:: Directions for this task ::
Every line of the material below, from the top through the line with "please contact: info@solare.cz", should be reproduced exactly.

:: Data records ::

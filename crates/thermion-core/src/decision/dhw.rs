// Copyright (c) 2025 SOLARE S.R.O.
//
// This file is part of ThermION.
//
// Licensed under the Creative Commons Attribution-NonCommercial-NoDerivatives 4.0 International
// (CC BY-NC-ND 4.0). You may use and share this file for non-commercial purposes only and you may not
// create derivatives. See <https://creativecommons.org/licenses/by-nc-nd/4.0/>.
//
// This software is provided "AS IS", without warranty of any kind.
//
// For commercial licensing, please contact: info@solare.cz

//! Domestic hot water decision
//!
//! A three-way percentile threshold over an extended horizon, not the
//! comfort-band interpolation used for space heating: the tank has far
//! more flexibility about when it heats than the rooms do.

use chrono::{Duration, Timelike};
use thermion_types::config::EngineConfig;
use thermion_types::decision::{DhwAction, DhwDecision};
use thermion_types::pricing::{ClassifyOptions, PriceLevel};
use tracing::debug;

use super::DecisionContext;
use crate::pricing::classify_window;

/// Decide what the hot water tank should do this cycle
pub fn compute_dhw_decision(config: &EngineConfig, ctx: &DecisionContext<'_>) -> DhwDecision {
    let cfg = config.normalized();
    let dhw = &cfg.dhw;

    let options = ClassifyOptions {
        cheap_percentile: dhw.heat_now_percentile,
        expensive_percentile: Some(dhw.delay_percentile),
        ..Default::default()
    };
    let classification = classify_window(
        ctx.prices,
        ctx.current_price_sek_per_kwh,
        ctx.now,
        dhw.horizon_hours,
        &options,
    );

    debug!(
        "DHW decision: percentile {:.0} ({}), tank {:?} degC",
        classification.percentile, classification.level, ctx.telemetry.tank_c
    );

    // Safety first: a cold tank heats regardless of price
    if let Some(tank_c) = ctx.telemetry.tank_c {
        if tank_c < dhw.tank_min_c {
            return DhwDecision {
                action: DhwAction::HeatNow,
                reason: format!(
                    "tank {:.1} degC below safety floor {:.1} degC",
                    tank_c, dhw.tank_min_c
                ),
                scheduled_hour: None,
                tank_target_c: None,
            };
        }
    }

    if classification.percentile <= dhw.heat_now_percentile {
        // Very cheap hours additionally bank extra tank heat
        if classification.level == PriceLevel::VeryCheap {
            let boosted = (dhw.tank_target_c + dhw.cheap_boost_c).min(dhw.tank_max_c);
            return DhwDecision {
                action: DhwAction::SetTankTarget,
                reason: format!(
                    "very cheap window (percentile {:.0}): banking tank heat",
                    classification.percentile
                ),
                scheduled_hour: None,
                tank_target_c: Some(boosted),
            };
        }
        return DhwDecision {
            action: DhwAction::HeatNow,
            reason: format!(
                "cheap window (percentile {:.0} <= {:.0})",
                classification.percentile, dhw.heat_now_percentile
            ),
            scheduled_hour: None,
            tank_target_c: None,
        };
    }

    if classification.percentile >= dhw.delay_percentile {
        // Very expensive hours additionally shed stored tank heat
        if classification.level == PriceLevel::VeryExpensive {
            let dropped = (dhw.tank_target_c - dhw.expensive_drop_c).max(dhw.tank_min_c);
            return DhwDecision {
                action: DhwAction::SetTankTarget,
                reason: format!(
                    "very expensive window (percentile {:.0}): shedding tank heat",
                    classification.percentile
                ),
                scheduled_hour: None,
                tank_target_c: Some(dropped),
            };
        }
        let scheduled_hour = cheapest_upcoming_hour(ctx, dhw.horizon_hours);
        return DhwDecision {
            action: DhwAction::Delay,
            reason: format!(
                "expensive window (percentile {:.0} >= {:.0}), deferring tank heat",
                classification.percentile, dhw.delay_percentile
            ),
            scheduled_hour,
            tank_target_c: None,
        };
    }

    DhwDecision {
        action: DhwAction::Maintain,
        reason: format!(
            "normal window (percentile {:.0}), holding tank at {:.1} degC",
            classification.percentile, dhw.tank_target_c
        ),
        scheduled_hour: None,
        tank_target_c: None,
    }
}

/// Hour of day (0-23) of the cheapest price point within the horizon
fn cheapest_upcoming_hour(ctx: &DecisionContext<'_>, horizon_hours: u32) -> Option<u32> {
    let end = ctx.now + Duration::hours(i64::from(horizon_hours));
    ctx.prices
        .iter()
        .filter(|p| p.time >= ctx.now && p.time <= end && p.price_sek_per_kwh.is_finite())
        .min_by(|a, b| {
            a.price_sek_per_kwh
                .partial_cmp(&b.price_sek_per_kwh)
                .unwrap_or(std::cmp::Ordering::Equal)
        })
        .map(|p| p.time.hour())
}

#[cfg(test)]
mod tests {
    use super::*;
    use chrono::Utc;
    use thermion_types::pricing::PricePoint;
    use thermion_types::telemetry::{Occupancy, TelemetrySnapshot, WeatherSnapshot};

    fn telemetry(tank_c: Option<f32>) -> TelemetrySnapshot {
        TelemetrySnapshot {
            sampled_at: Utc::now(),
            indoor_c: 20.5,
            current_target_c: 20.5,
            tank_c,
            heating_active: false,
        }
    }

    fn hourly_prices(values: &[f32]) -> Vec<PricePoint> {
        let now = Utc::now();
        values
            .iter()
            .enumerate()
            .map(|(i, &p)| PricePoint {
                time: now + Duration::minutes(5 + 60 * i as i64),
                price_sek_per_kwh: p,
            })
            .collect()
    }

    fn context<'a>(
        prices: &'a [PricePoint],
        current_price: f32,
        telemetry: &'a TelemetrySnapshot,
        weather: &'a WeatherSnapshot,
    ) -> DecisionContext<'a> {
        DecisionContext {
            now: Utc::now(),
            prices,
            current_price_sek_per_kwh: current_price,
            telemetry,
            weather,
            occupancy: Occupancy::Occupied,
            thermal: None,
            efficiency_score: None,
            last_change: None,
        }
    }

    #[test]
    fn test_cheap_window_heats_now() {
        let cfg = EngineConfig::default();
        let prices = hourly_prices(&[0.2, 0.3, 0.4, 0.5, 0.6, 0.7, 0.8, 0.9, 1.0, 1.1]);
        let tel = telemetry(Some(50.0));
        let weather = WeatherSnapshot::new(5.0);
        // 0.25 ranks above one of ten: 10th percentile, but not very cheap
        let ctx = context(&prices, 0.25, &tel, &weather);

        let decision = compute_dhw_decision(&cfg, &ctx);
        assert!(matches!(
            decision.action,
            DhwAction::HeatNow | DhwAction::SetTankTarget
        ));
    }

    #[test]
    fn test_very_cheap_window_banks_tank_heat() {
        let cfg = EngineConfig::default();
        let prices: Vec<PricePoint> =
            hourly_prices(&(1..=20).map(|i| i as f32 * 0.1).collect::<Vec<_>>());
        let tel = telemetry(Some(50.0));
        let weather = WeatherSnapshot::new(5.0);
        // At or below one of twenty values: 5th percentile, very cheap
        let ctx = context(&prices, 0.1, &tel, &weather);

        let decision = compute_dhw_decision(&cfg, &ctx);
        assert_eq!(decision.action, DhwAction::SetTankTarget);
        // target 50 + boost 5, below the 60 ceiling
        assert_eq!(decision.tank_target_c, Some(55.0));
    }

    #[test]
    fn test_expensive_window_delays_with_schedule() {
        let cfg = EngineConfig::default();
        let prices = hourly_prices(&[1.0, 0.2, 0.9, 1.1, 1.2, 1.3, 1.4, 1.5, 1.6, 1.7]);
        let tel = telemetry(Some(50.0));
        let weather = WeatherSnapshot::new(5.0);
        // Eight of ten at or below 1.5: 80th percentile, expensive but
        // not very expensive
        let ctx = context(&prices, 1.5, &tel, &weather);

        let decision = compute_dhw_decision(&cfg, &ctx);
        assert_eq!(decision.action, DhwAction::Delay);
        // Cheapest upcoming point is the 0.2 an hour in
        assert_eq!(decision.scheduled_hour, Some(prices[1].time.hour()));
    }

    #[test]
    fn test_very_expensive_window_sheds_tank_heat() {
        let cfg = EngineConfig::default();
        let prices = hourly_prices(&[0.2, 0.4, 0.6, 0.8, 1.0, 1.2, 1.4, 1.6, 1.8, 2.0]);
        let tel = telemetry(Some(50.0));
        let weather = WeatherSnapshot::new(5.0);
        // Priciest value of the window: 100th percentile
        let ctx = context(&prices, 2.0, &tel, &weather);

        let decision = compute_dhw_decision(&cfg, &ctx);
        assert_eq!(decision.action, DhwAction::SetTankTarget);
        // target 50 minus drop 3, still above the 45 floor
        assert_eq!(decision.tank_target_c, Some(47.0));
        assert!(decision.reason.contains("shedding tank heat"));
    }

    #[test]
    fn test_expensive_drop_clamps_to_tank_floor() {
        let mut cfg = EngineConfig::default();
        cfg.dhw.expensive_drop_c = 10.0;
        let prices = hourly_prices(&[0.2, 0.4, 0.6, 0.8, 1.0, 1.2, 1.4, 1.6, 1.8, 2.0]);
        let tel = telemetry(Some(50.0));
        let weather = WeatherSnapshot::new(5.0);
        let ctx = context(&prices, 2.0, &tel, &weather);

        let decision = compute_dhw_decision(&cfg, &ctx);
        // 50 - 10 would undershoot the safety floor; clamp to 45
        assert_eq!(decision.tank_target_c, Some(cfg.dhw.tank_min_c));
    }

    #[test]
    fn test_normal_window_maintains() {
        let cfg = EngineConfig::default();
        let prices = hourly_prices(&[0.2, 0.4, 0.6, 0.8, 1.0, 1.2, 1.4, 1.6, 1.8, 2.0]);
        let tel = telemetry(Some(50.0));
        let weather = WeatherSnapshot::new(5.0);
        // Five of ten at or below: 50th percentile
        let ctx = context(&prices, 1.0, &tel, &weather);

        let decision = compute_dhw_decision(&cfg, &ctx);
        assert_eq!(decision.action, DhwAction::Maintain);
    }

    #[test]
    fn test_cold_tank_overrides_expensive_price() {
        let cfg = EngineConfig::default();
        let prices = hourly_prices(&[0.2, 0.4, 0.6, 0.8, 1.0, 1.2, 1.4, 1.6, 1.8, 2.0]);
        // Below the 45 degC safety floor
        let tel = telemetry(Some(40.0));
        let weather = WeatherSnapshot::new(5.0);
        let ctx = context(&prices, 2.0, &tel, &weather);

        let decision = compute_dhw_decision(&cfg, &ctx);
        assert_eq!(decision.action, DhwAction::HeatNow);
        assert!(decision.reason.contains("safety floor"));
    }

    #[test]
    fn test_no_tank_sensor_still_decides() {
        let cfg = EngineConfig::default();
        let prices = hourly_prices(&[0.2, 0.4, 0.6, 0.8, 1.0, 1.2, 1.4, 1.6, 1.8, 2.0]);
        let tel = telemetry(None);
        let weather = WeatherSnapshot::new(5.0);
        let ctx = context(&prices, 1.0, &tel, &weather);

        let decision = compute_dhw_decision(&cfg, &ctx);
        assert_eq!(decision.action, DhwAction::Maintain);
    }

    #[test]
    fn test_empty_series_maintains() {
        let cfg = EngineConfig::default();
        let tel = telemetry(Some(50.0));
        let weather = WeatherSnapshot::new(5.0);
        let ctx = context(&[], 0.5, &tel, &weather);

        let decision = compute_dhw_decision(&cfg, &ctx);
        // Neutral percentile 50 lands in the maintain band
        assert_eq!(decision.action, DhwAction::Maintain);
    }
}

:: Result of the task ::
filename crates/thermion-core/src/decision/dhw.rs
// Copyright (c) 2025 SOLARE S.R.O.
//
// This file is part of ThermION.
//
// Licensed under the Creative Commons Attribution-NonCommercial-NoDerivatives 4.0 International
// (CC BY-NC-ND 4.0). You may use and share this file for non-commercial purposes only and you may not
// create derivatives. See <https://creativecommons.org/licenses/by-nc-nd/4.0/>.
//
// This software is provided "AS IS", without warranty of any kind.
//
// For commercial licensing, please contact: info@solare.cz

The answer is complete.